# Task
Below are several records. Retype exactly those lines running from the one with "active.remove(&self.table);" through the one with "never an error.", end lines included, and no others.

# Task material
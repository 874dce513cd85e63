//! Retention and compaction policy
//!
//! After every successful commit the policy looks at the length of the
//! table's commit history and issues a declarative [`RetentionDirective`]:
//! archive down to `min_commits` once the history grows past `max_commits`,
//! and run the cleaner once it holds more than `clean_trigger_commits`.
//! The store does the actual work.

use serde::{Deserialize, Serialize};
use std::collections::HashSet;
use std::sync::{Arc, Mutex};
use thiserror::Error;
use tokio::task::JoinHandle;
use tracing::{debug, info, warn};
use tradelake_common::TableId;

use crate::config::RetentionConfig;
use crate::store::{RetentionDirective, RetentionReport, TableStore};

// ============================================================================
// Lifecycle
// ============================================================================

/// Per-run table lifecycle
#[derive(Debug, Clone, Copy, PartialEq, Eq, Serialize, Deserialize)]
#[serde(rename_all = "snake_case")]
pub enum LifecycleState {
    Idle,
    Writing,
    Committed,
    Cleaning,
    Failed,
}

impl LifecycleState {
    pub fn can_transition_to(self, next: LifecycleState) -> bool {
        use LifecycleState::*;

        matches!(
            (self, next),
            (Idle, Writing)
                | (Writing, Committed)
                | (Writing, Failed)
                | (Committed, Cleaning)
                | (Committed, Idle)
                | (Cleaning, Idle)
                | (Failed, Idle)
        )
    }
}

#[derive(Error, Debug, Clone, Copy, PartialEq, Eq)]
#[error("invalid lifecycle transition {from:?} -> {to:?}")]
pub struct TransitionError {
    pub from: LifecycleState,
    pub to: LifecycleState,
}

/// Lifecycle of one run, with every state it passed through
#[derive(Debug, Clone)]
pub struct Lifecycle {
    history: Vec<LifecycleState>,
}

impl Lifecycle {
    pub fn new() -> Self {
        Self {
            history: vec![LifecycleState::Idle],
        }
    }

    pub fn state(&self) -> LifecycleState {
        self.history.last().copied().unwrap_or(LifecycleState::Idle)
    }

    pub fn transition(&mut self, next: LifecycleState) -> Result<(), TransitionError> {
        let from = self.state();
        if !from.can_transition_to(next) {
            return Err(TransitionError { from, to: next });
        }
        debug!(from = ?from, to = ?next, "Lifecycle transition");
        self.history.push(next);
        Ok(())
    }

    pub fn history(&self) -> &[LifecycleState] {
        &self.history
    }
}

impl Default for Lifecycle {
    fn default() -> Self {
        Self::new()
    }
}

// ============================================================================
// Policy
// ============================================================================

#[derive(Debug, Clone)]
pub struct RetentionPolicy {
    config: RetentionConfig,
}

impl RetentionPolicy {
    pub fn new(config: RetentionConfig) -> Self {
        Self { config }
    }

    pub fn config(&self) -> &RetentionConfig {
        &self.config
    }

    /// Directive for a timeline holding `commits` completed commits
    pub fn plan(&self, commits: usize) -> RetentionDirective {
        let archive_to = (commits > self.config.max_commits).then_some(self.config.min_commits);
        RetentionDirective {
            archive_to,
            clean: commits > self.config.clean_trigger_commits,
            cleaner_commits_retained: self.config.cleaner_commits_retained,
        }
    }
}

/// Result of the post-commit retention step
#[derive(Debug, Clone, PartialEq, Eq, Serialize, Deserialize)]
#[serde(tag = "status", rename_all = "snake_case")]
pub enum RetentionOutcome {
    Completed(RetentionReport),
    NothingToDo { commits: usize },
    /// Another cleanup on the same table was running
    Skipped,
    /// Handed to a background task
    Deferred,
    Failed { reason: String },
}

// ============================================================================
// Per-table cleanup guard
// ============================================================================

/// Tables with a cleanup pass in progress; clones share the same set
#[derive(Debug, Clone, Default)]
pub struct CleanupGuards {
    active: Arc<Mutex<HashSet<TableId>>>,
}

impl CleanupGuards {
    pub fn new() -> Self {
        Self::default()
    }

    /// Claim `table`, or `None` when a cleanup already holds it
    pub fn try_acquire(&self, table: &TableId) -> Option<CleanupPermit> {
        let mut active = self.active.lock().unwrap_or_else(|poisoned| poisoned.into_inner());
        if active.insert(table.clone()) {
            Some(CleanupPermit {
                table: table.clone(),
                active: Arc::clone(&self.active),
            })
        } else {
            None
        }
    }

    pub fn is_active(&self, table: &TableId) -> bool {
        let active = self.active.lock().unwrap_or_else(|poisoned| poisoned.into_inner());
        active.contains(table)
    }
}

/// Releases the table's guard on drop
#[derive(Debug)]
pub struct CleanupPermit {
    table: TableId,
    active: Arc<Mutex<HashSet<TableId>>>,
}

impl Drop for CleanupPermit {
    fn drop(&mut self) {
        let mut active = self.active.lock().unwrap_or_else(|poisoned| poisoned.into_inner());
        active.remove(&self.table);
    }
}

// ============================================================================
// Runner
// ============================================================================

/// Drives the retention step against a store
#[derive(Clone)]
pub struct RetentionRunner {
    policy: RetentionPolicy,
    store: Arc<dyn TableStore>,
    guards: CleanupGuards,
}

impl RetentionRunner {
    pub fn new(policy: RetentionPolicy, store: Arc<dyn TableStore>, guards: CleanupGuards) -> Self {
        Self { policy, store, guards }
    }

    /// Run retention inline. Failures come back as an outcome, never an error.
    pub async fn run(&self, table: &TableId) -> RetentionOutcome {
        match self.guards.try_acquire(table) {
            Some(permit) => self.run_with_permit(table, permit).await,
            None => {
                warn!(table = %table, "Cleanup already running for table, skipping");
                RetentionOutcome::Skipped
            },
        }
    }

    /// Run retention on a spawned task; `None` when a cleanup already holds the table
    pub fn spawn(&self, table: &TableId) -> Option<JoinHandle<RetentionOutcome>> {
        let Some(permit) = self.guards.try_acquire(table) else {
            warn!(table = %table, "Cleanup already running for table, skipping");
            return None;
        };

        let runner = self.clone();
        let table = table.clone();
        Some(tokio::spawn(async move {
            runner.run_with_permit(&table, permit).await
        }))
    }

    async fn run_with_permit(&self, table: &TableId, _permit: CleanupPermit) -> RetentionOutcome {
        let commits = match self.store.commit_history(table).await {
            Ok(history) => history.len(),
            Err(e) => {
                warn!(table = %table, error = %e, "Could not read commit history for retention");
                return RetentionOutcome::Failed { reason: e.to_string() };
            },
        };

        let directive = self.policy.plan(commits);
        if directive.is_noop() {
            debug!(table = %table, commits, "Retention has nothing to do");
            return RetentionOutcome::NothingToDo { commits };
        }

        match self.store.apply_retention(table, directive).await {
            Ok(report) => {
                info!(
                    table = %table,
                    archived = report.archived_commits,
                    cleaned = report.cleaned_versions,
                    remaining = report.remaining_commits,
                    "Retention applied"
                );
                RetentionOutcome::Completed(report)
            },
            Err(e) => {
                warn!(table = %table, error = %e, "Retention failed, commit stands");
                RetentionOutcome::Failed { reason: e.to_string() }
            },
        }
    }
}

* * *

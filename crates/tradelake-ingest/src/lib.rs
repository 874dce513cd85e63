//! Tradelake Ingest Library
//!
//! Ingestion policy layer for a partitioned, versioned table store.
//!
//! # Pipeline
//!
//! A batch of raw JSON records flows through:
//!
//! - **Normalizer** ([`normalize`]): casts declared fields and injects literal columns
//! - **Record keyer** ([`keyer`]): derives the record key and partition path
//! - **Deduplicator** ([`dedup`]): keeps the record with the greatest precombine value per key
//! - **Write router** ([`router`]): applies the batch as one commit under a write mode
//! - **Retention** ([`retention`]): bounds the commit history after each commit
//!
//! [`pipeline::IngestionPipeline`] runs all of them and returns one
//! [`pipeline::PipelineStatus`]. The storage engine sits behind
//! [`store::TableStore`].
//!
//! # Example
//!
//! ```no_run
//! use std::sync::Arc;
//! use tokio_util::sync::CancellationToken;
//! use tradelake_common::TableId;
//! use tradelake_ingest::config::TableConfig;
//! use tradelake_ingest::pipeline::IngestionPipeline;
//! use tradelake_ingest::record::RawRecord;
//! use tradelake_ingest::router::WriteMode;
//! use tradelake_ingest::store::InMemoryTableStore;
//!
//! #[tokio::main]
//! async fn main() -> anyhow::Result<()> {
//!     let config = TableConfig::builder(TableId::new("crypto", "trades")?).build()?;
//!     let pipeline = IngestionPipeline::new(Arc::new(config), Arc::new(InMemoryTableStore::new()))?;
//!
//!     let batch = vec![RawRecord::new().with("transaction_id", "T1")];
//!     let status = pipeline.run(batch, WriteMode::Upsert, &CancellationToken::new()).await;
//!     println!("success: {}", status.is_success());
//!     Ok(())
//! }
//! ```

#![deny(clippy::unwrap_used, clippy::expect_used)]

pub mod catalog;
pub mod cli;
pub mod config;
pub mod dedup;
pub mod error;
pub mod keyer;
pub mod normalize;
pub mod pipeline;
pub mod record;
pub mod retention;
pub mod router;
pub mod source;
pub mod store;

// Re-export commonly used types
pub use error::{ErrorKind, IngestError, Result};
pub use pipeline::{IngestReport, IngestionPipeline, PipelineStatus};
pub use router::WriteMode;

# Expected answer
        active.remove(&self.table);
    }
}

// ============================================================================
// Runner
// ============================================================================

/// Drives the retention step against a store
#[derive(Clone)]
pub struct RetentionRunner {
    policy: RetentionPolicy,
    store: Arc<dyn TableStore>,
    guards: CleanupGuards,
}

impl RetentionRunner {
    pub fn new(policy: RetentionPolicy, store: Arc<dyn TableStore>, guards: CleanupGuards) -> Self {
        Self { policy, store, guards }
    }

    /// Run retention inline. Failures come back as an outcome, never an error.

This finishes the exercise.